Stirrings of Redemption
In our previous lesson, the viceroy (the perfect point of righteousness in a Jew) and the lost princess (the youthful passion and excitement in avodas Hashem) have been reunited in the beautiful and orderly palace of evil, where the princess has been made the queen (her power has been usurped and misappropriated, used now for unholy purposes.) Though her appearance has changed, the viceroy yet recognizes the queen as being the lost daughter of his beloved king and begins to wonder how he might be able to bring her home.
He then asked her, “How did you get here?”
Her unmistakable holiness is what jolted the viceroy’s recognition that the queen of this evil place was truly the lost princess. It is that very same holiness that now prompts this question, saturated with bewilderment and incomprehension as to how such a holy power could have ended up in this terrible place.
“It happened when my father, the king, threw those words from his mouth (“may the no-good one take you”).” She said. “This is the place of evil.”

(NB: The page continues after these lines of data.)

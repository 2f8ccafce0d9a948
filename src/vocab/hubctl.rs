//! Hub administration word
//!
//! ```text
//! hub status | actors | commanders | version | ping
//! hub setFilter <dimension> [name...]
//! hub addFilter <dimension> <name...>
//! hub dropFilter <dimension> <name...>
//! hub connect <actor>
//! hub shutdown            (gods only)
//! ```
//!
//! Filter verbs mutate the issuing commander's own taster while the
//! connection stays up. `shutdown` is the one code path that ends the
//! process, and it does so by asking the run loop to stop, not by exiting.

use crate::hub::event::HubEvent;
use crate::hub::state::HubState;
use crate::msg::{Command, KeyValue, KeyValues, Reply, ReplyFlag};
use crate::taster::Dimension;

use super::{name_list, split_verb, PseudoActor, WordError};

/// The `hub` word
pub struct HubWord;

impl PseudoActor for HubWord {
    fn name(&self) -> &'static str {
        "hub"
    }

    fn handle(&self, state: &mut HubState, cmd: &Command) -> Result<Vec<Reply>, WordError> {
        let (verb, rest) = split_verb(&cmd.text);
        match verb.to_ascii_lowercase().as_str() {
            "status" => {
                let mut keys = KeyValues::new();
                keys.insert("actors", KeyValue::from_values(actor_names(state)));
                keys.insert(
                    "commanders",
                    KeyValue::from_values(commander_names(state)),
                );
                keys.insert(
                    "version",
                    KeyValue::Scalar(env!("CARGO_PKG_VERSION").to_string()),
                );
                Ok(info_then_done(cmd, keys))
            }
            "actors" => {
                let mut keys = KeyValues::new();
                keys.insert("actors", KeyValue::from_values(actor_names(state)));
                Ok(info_then_done(cmd, keys))
            }
            "commanders" => {
                let mut keys = KeyValues::new();
                keys.insert(
                    "commanders",
                    KeyValue::from_values(commander_names(state)),
                );
                Ok(info_then_done(cmd, keys))
            }
            "version" => {
                let mut keys = KeyValues::new();
                keys.insert(
                    "version",
                    KeyValue::Scalar(env!("CARGO_PKG_VERSION").to_string()),
                );
                Ok(info_then_done(cmd, keys))
            }
            "ping" => Ok(vec![done(cmd)]),
            "setfilter" => self.mutate_filter(state, cmd, rest, FilterOp::Set),
            "addfilter" => self.mutate_filter(state, cmd, rest, FilterOp::Add),
            "dropfilter" => self.mutate_filter(state, cmd, rest, FilterOp::Drop),
            "connect" => {
                let names = name_list(rest);
                if names.len() != 1 {
                    return Err(WordError::new("usage: hub connect <actor>"));
                }
                let name = &names[0];
                if state.config.actor(name).is_none() {
                    return Err(WordError::new(format!("no configured actor {}", name)));
                }
                if state.actors.contains(name) {
                    return Err(WordError::new(format!("actor {} already connected", name)));
                }
                let _ = state.events_tx.try_send(HubEvent::DialActor {
                    name: name.clone(),
                });
                Ok(vec![done(cmd)])
            }
            "shutdown" => {
                if !state.gate.is_god(cmd.program()) {
                    return Err(WordError::new(format!(
                        "program {} may not shut the hub down",
                        cmd.program()
                    )));
                }
                tracing::warn!(by = %cmd.commander, "shutdown requested");
                state.shutdown = true;
                Ok(vec![done(cmd)])
            }
            "" => Err(WordError::new(
                "usage: hub status|actors|commanders|version|ping|setFilter|addFilter|dropFilter|connect|shutdown",
            )),
            other => Err(WordError::new(format!("unknown hub verb {}", other))),
        }
    }
}

enum FilterOp {
    Set,
    Add,
    Drop,
}

impl HubWord {
    fn mutate_filter(
        &self,
        state: &mut HubState,
        cmd: &Command,
        rest: &str,
        op: FilterOp,
    ) -> Result<Vec<Reply>, WordError> {
        let mut names = name_list(rest);
        if names.is_empty() {
            return Err(WordError::new("filter verbs need a dimension"));
        }
        let dimension = Dimension::from_name(&names.remove(0))
            .ok_or_else(|| WordError::new("dimension must be actors, commanders, or keys"))?;

        let commander = state
            .commanders
            .get_mut(&cmd.commander)
            .ok_or_else(|| WordError::new("issuing commander is gone"))?;

        match op {
            FilterOp::Set => commander.taster.set(dimension, names.into_iter()),
            FilterOp::Add => {
                for name in &names {
                    commander.taster.add(dimension, name);
                }
            }
            FilterOp::Drop => {
                for name in &names {
                    commander.taster.remove(dimension, name);
                }
            }
        }

        let mut keys = KeyValues::new();
        keys.insert(
            "filterActors",
            KeyValue::from_values(commander.taster.dimension(Dimension::Actors)),
        );
        keys.insert(
            "filterCommanders",
            KeyValue::from_values(commander.taster.dimension(Dimension::Commanders)),
        );
        keys.insert(
            "filterKeys",
            KeyValue::from_values(commander.taster.dimension(Dimension::Keywords)),
        );
        let mut replies = info_then_done(cmd, keys);
        // Filter state is connection-local; no reason to broadcast it.
        replies[0].broadcast = false;
        Ok(replies)
    }
}

fn actor_names(state: &HubState) -> Vec<String> {
    state.actors.names().map(str::to_string).collect()
}

fn commander_names(state: &HubState) -> Vec<String> {
    state
        .commanders
        .iter()
        .filter(|(_, c)| c.is_routable())
        .map(|(name, _)| name.to_string())
        .collect()
}

fn done(cmd: &Command) -> Reply {
    Reply::new(cmd.xid, ReplyFlag::Done, "hub", KeyValues::new())
}

fn info_then_done(cmd: &Command, keys: KeyValues) -> Vec<Reply> {
    vec![
        Reply::new(cmd.xid, ReplyFlag::Info, "hub", keys),
        done(cmd),
    ]
}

The princess recalls the anger her father had displayed and the dark cloud of hopelessness that had settled upon her world. She remembers how, convinced by the king’s words, she had run to her room and given up on ever having a relationship with him again. This feeling of yei’ush, utter despair, made her vulnerable to the advances of the realm of evil. Bereft of her connection with her father, she felt as if she no longer had anything to lose and it was easy to allow her holy energies to be redirected for a foreign pursuit. Like an unanchored ship, lost at sea, her perceived lack of unconditional connection to the dock of holiness allowed her to be swept away and controlled by the furious waves of evil “and the wicked are driven like the troubled sea, unable to rest.” (Yeshaya 57:20)
If she had believed (mistakenly) that her father had truly stopped caring for her when he uttered those terrible words, there was no doubt in her mind that now, after what had become of her, she had lost all hope entirely. Certainly, the king had grown only angrier with her as the years passed. Surely, she was seen as an embarrassment to the family, her name rarely mentioned and even then in hushed tones. What her future in this place looked like she knew not, but of one thing she was unequivocally certain: there was no point in her thinking about going home. There was nothing there for her anymore.
Picking up on the emotions latent in her words and the sentiments they held, the viceroy tells the princess that she is sorely mistaken.
The viceroy told her that her father was in so much pain and had searched for her for many years.
The inner point of untainted holiness within the Jewish soul is the headquarters for the unconditional relationship with the king that the princess does not believe in. It is the place which the King always cherishes, regardless of how far the Jew has fallen in the pits of depravity and distance from Hashem. Even when all hope seems lost and darkness settles on the face of the deep emptiness one has embraced, the inner tzaddik remains ever shining, testament to the perfectly pure essence of the Jew, awakening the unconditional love that Hashem has for His beloved children.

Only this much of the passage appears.